### Records supplied ###
// Copyright (C) 2026  Caprica Software Limited
//
// This program is free software: you can redistribute it and/or modify
// it under the terms of the GNU General Public License as published by
// the Free Software Foundation, either version 3 of the License, or
// (at your option) any later version.
//
// This program is distributed in the hope that it will be useful,
// but WITHOUT ANY WARRANTY; without even the implied warranty of
// MERCHANTABILITY or FITNESS FOR A PARTICULAR PURPOSE.  See the
// GNU General Public License for more details.
//
// You should have received a copy of the GNU General Public License
// along with this program.  If not, see <https://www.gnu.org/licenses/>.

//! Inline media references.
//!
//! Covers and audio files are handed to display layers as `data:` URLs
//! carrying the file content in base64. Only files whose extension maps to
//! an `audio/` or `image/` MIME type respectively are accepted.

use base64::{Engine as _, engine::general_purpose::STANDARD};
use std::{fs, path::Path};

use crate::error::{Result, ValidationError};

/// Extensions offered when selecting audio files for an import.
pub const AUDIO_EXTENSIONS: &[&str] = &[
    "mp3", "wav", "flac", "m4a", "aac", "ogg", "opus", "aiff", "aif", "wma", "ape", "caf", "mka",
];

/// Extensions offered when selecting a cover image.
pub const IMAGE_EXTENSIONS: &[&str] = &["png", "jpg", "jpeg", "webp"];

/// Maps a lower-case file extension to its MIME type.
fn mime_type(extension: &str) -> Option<&'static str> {
    let mime = match extension {
        "mp3" => "audio/mpeg",
        "wav" => "audio/wav",
        "flac" => "audio/flac",
        "m4a" => "audio/mp4",
        "aac" => "audio/aac",
        "ogg" => "audio/ogg",
        "opus" => "audio/opus",
        "aiff" | "aif" => "audio/aiff",
        "wma" => "audio/x-ms-wma",
        "ape" => "audio/x-ape",
        "caf" => "audio/x-caf",
        "mka" => "audio/x-matroska",
        "png" => "image/png",
        "jpg" | "jpeg" => "image/jpeg",
        "webp" => "image/webp",
        "gif" => "image/gif",
        "bmp" => "image/bmp",
        "svg" => "image/svg+xml",
        "txt" => "text/plain",
        "json" => "application/json",
        "pdf" => "application/pdf",
        _ => return None,
    };

    Some(mime)
}

fn extension(path: &Path) -> String {
    path.extension()
        .map(|e| e.to_string_lossy().to_lowercase())
        .unwrap_or_default()
}

/// Returns `true` if the path looks like an audio file we can import.
pub fn is_audio_file(path: &Path) -> bool {
    AUDIO_EXTENSIONS.contains(&extension(path).as_str())
}

/// Encodes an audio file as a `data:` URL.
pub fn audio_data_url(path: &Path) -> Result<String> {
    data_url(path, "audio/")
}

/// Encodes an image file as a `data:` URL.
pub fn image_data_url(path: &Path) -> Result<String> {
    data_url(path, "image/")
}

/// Encodes a file as a `data:` URL after checking its MIME type.
///
/// The type is checked before the file is read, so an unsupported file is
/// rejected without any I/O.
fn data_url(path: &Path, mime_prefix: &str) -> Result<String> {
    let ext = extension(path);

    let mime = mime_type(&ext)
        .filter(|mime| mime.starts_with(mime_prefix))
        .ok_or_else(|| ValidationError::UnsupportedType(format!(".{ext}")))?;

    let data = fs::read(path)?;

    Ok(format!("data:{};base64,{}", mime, STANDARD.encode(data)))
}
// Copyright (C) 2026  Caprica Software Limited
//
// This program is free software: you can redistribute it and/or modify
// it under the terms of the GNU General Public License as published by
// the Free Software Foundation, either version 3 of the License, or
// (at your option) any later version.
//
// This program is distributed in the hope that it will be useful,
// but WITHOUT ANY WARRANTY; without even the implied warranty of
// MERCHANTABILITY or FITNESS FOR A PARTICULAR PURPOSE.  See the
// GNU General Public License for more details.
//
// You should have received a copy of the GNU General Public License
// along with this program.  If not, see <https://www.gnu.org/licenses/>.

//! Library error types.
//!
//! Storage, probing, lookup and validation failures are kept distinct so
//! callers can tell a missing album apart from a broken database or a file
//! that could not be probed.

use thiserror::Error;

/// Failure to determine the duration of a single audio file.
#[derive(Debug, Error)]
pub enum ProbeError {
    #[error("duration probing is not supported on {0}")]
    UnsupportedPlatform(String),

    #[error("ffprobe failed for {path}: {reason}")]
    ExecutionFailed { path: String, reason: String },

    #[error("ffprobe returned an empty duration for {0}")]
    EmptyResult(String),

    #[error("malformed duration {value:?} for {path}")]
    MalformedDuration { path: String, value: String },
}

/// Rejection of a file that cannot be turned into an inline data URL.
#[derive(Debug, Error)]
pub enum ValidationError {
    #[error("unsupported file type: {0}")]
    UnsupportedType(String),
}

#[derive(Debug, Error)]
pub enum LibraryError {
    #[error("storage error: {0}")]
    Storage(#[from] rusqlite::Error),

    #[error(transparent)]
    Probe(#[from] ProbeError),

    #[error("vinyl with ID {0} not found")]
    NotFound(i64),

    #[error(transparent)]
    Validation(#[from] ValidationError),

    #[error("i/o error: {0}")]
    Io(#[from] std::io::Error),
}

pub type Result<T, E = LibraryError> = std::result::Result<T, E>;
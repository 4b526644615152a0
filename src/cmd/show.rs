use crate::calc::calendar::{browsable_end, browsable_start, is_browsable};
use crate::calc::{header_date_text, render_grid, Cell, Grid};
use crate::state::{NavigationState, ViewMode};
use anyhow::{bail, Context, Result};
use chrono::{Local, NaiveDate};
use std::io::Write;

pub fn run(view: ViewMode, date: Option<&str>, json: bool) -> Result<()> {
    let today = Local::now().date_naive();
    let cursor = match date {
        Some(raw) => parse_date(raw)?,
        None => today,
    };
    let grid = render_grid(&NavigationState::browsing(view, cursor, today));
    let mut out = std::io::stdout();
    if json {
        write_json(&grid, &mut out)
    } else {
        writeln!(out, "{}", header_date_text(today))?;
        write_grid(&grid, &mut out)
    }
}

pub(crate) fn parse_date(raw: &str) -> Result<NaiveDate> {
    let date = NaiveDate::parse_from_str(raw, "%Y-%m-%d")
        .with_context(|| format!("invalid date '{raw}', expected YYYY-MM-DD"))?;
    if !is_browsable(date) {
        bail!(
            "date '{}' is outside the supported range {} to {}",
            raw,
            browsable_start(),
            browsable_end().format("%Y-%m")
        );
    }
    Ok(date)
}

pub(crate) fn write_json<W: std::io::Write>(grid: &Grid, out: &mut W) -> Result<()> {
    serde_json::to_writer_pretty(&mut *out, grid).context("failed to serialize grid")?;
    writeln!(out)?;
    Ok(())
}

/// Plain-text grid: `[n]` selected, `(n)` other period, `*` today.
pub(crate) fn write_grid<W: std::io::Write>(grid: &Grid, out: &mut W) -> Result<()> {
    let width = match grid.view_mode {
        ViewMode::Month => 6,
        ViewMode::Year | ViewMode::Decade => 9,
    };
    writeln!(out, "{}", grid.title)?;
    writeln!(out, "---")?;
    if grid.view_mode == ViewMode::Month {
        let header: String = ["Su", "Mo", "Tu", "We", "Th", "Fr", "Sa"]
            .iter()
            .map(|d| format!("{:>width$}", d))
            .collect();
        writeln!(out, "{}", header.trim_end())?;
    }
    for row in grid.cells.chunks(grid.columns()) {
        let line: String = row
            .iter()
            .map(|c| format!("{:>width$}", cell_text(c)))
            .collect();
        writeln!(out, "{}", line.trim_end())?;
    }
    Ok(())
}

fn cell_text(cell: &Cell) -> String {
    let mut text = if cell.is_selected {
        format!("[{}]", cell.label)
    } else if cell.is_other_period {
        format!("({})", cell.label)
    } else {
        cell.label.clone()
    };
    if cell.is_today {
        text.push('*');
    }
    text
}
pub mod app_settings;
pub mod persistence;

pub use app_settings::AppSettings;
use anyhow::{anyhow, Context, Result};
use std::fs;
use std::path::Path;
use tracing::debug;
use tracing_appender::non_blocking::WorkerGuard;
use tracing_subscriber::EnvFilter;

pub const LOG_FILE: &str = "focuscal.log";

/// Filter used when RUST_LOG is unset: each -v raises the level past the
/// configured one.
pub(crate) fn default_directive(verbose: u8, configured: &str) -> &str {
    match verbose {
        0 => configured,
        1 => "debug",
        _ => "trace",
    }
}

/// Sends tracing output to `<dir>/focuscal.log`; stdout and stderr belong to
/// the terminal UI. Keep the returned guard alive until exit so buffered
/// lines are flushed.
pub fn init_tracing(dir: &Path, verbose: u8, configured: &str) -> Result<WorkerGuard> {
    let env_filter = EnvFilter::try_from_default_env()
        .or_else(|_| EnvFilter::try_new(default_directive(verbose, configured)))
        .map_err(|e| anyhow!("invalid RUST_LOG / log filter: {e}"))?;

    fs::create_dir_all(dir)
        .with_context(|| format!("failed to create log dir {}", dir.display()))?;
    let appender = tracing_appender::rolling::never(dir, LOG_FILE);
    let (writer, guard) = tracing_appender::non_blocking(appender);

    let init_result = tracing_subscriber::fmt()
        .with_env_filter(env_filter)
        .with_writer(writer)
        .with_ansi(false)
        .with_target(true)
        .with_level(true)
        .try_init();

    if let Err(err) = init_result {
        debug!(error = %err, "tracing subscriber already set, continuing");
    }

    Ok(guard)
}
pub mod init;
pub mod root;
pub mod settings;
pub mod show;
pub mod calendar_view;

use anyhow::Result;
use crossterm::{
    event::{DisableMouseCapture, EnableMouseCapture},
    execute,
    terminal::{disable_raw_mode, enable_raw_mode, EnterAlternateScreen, LeaveAlternateScreen},
};
use ratatui::{backend::CrosstermBackend, Terminal};
use std::io::{self, Stdout};

pub type Tui = Terminal<CrosstermBackend<Stdout>>;

pub fn setup_terminal() -> Result<Tui> {
    enable_raw_mode()?;
    let mut stdout = io::stdout();
    execute!(stdout, EnterAlternateScreen, EnableMouseCapture)?;
    let terminal = Terminal::new(CrosstermBackend::new(stdout))?;
    Ok(terminal)
}

pub fn restore_terminal(terminal: &mut Tui) -> Result<()> {
    disable_raw_mode()?;
    execute!(
        terminal.backend_mut(),
        LeaveAlternateScreen,
        DisableMouseCapture
    )?;
    terminal.show_cursor()?;
    Ok(())
}
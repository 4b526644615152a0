use anyhow::{Context, Result};
use serde::{Deserialize, Serialize};
use std::fs;
use std::path::{Path, PathBuf};
use std::sync::OnceLock;
use tracing::debug;

/// Set once at startup by main() from the --config-dir argument.
static CONFIG_DIR: OnceLock<PathBuf> = OnceLock::new();

/// Call this from main() before any load/save operations.
pub fn set_config_dir(path: PathBuf) {
    let _ = CONFIG_DIR.set(path);
}

pub fn get_config_dir() -> Result<PathBuf> {
    if let Some(dir) = CONFIG_DIR.get() {
        return Ok(dir.clone());
    }
    // Fallback when running tests or if set_config_dir was not called
    let cwd = std::env::current_dir().context("failed to get current directory")?;
    Ok(cwd.join("config"))
}

/// A YAML document stored under the config directory.
pub trait Persistable: Sized + Default + Serialize + for<'de> Deserialize<'de> {
    fn filename() -> &'static str;

    fn load() -> Result<Self> {
        Self::load_from(&get_config_dir()?)
    }

    /// Load from an explicit directory, bypassing the global `CONFIG_DIR`.
    /// A missing file yields `Default`.
    fn load_from(dir: &Path) -> Result<Self> {
        let path = dir.join(Self::filename());
        if !path.exists() {
            debug!(path = %path.display(), "no file, using defaults");
            return Ok(Self::default());
        }
        let contents = fs::read_to_string(&path)
            .with_context(|| format!("failed to read {}", path.display()))?;
        serde_norway::from_str(&contents)
            .with_context(|| format!("failed to parse YAML from {}", path.display()))
    }

    /// Save to an explicit directory, bypassing the global `CONFIG_DIR`.
    fn save_to(&self, dir: &Path) -> Result<()> {
        fs::create_dir_all(dir)
            .with_context(|| format!("failed to create dir {}", dir.display()))?;
        let path = dir.join(Self::filename());
        let contents = serde_norway::to_string(self).context("failed to serialize YAML")?;
        fs::write(&path, contents)
            .with_context(|| format!("failed to write {}", path.display()))?;
        debug!(path = %path.display(), "saved");
        Ok(())
    }
}
mod calc;
mod cmd;
mod data;
mod logging;
mod state;
mod ui;

use clap::{Parser, Subcommand, ValueEnum};
use std::path::PathBuf;
use tracing::info;

use crate::state::ViewMode;

#[derive(Parser)]
#[command(name = "focuscal", about = "calendar and focus timer for the terminal")]
struct Cli {
    /// Directory holding config.yaml and the log file (default: ./config)
    #[arg(long, default_value = "./config")]
    config_dir: PathBuf,

    /// Increase log verbosity (-v debug, -vv trace); RUST_LOG takes precedence
    #[arg(short, long, action = clap::ArgAction::Count)]
    verbose: u8,

    #[command(subcommand)]
    command: Option<Commands>,
}

#[derive(Subcommand)]
enum Commands {
    /// Write a default config.yaml
    Init,
    /// Print a calendar page without starting the interactive view
    Show {
        /// Which page to print
        #[arg(long, value_enum, default_value_t = ViewArg::Month)]
        view: ViewArg,
        /// Date to browse (YYYY-MM-DD), defaults to today
        #[arg(long)]
        date: Option<String>,
        /// Emit the cells as JSON
        #[arg(long)]
        json: bool,
    },
    /// Print the effective settings
    Settings,
}

#[derive(Clone, Copy, Debug, PartialEq, Eq, ValueEnum)]
enum ViewArg {
    Month,
    Year,
    Decade,
}

impl From<ViewArg> for ViewMode {
    fn from(arg: ViewArg) -> Self {
        match arg {
            ViewArg::Month => ViewMode::Month,
            ViewArg::Year => ViewMode::Year,
            ViewArg::Decade => ViewMode::Decade,
        }
    }
}

fn main() -> anyhow::Result<()> {
    let cli = Cli::parse();

    // Resolve config_dir to an absolute path so later file I/O does not
    // depend on the working directory.
    let config_dir = if cli.config_dir.is_absolute() {
        cli.config_dir.clone()
    } else {
        std::env::current_dir()?.join(&cli.config_dir)
    };
    data::persistence::set_config_dir(config_dir.clone());

    // Auto-init when the config directory is missing or empty and the user did
    // not explicitly invoke the `init` subcommand.
    let is_init_command = matches!(cli.command, Some(Commands::Init));
    if !is_init_command && dir_needs_init(&config_dir) {
        eprintln!(
            "Config directory '{}' is missing or empty, running init...",
            config_dir.display()
        );
        cmd::init::run()?;
    }

    let log_level = data::AppSettings::load()
        .map(|s| s.log_level)
        .unwrap_or_else(|_| data::AppSettings::default().log_level);
    let _log_guard = logging::init_tracing(&config_dir, cli.verbose, &log_level)?;
    info!(config_dir = %config_dir.display(), "focuscal starting");

    match cli.command {
        None => cmd::root::run(),
        Some(Commands::Init) => cmd::init::run(),
        Some(Commands::Show { view, date, json }) => {
            cmd::show::run(view.into(), date.as_deref(), json)
        }
        Some(Commands::Settings) => cmd::settings::run(),
    }
}

/// Returns true when `dir` does not exist or exists but contains no files.
fn dir_needs_init(dir: &std::path::Path) -> bool {
    if !dir.exists() {
        return true;
    }
    dir.read_dir()
        .map(|mut entries| entries.next().is_none())
        .unwrap_or(false)
}
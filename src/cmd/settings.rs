use crate::data::AppSettings;
use anyhow::Result;

pub fn run() -> Result<()> {
    let settings = AppSettings::load()?;
    write_settings(&settings, &mut std::io::stdout())
}

pub(crate) fn write_settings<W: std::io::Write>(settings: &AppSettings, out: &mut W) -> Result<()> {
    writeln!(out, "Settings")?;
    writeln!(out, "---")?;
    writeln!(out, "  {:<18} {}", "focus_minutes", settings.focus_minutes)?;
    writeln!(out, "  {:<18} {}", "step_minutes", settings.step_minutes)?;
    writeln!(out, "  {:<18} {}", "start_collapsed", settings.start_collapsed)?;
    writeln!(out, "  {:<18} {}", "log_level", settings.log_level)?;
    Ok(())
}

#[cfg(test)]
mod tests {
    use super::*;

    #[test]
    fn test_write_settings_defaults() {
        let mut buf = Vec::new();
        write_settings(&AppSettings::default(), &mut buf).unwrap();
        let out = String::from_utf8(buf).unwrap();
        assert!(out.starts_with("Settings\n---\n"));
        assert!(out.contains("focus_minutes      30"));
        assert!(out.contains("step_minutes       5"));
        assert!(out.contains("start_collapsed    false"));
        assert!(out.contains("log_level          info"));
    }
}
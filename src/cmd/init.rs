use crate::data::AppSettings;
use anyhow::Result;
use std::fs;
use std::path::Path;
use tracing::info;

pub fn run() -> Result<()> {
    let dir = crate::data::persistence::get_config_dir()?;
    fs::create_dir_all(&dir)?;
    run_in_dir(&dir)?;
    println!("Config initialized in {}", dir.display());
    Ok(())
}

/// Writes the default config.yaml into `dir`. Exposed for unit testing.
pub(crate) fn run_in_dir(dir: &Path) -> Result<()> {
    AppSettings::default().save_to(dir)?;
    info!(dir = %dir.display(), "wrote default config");
    Ok(())
}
###
• [What to work on]
Among the entries above, identify all lines with "Year" and copy them.

• [Task result]
        ViewMode::Year | ViewMode::Decade => 9,
    Year,
            ViewArg::Year => ViewMode::Year,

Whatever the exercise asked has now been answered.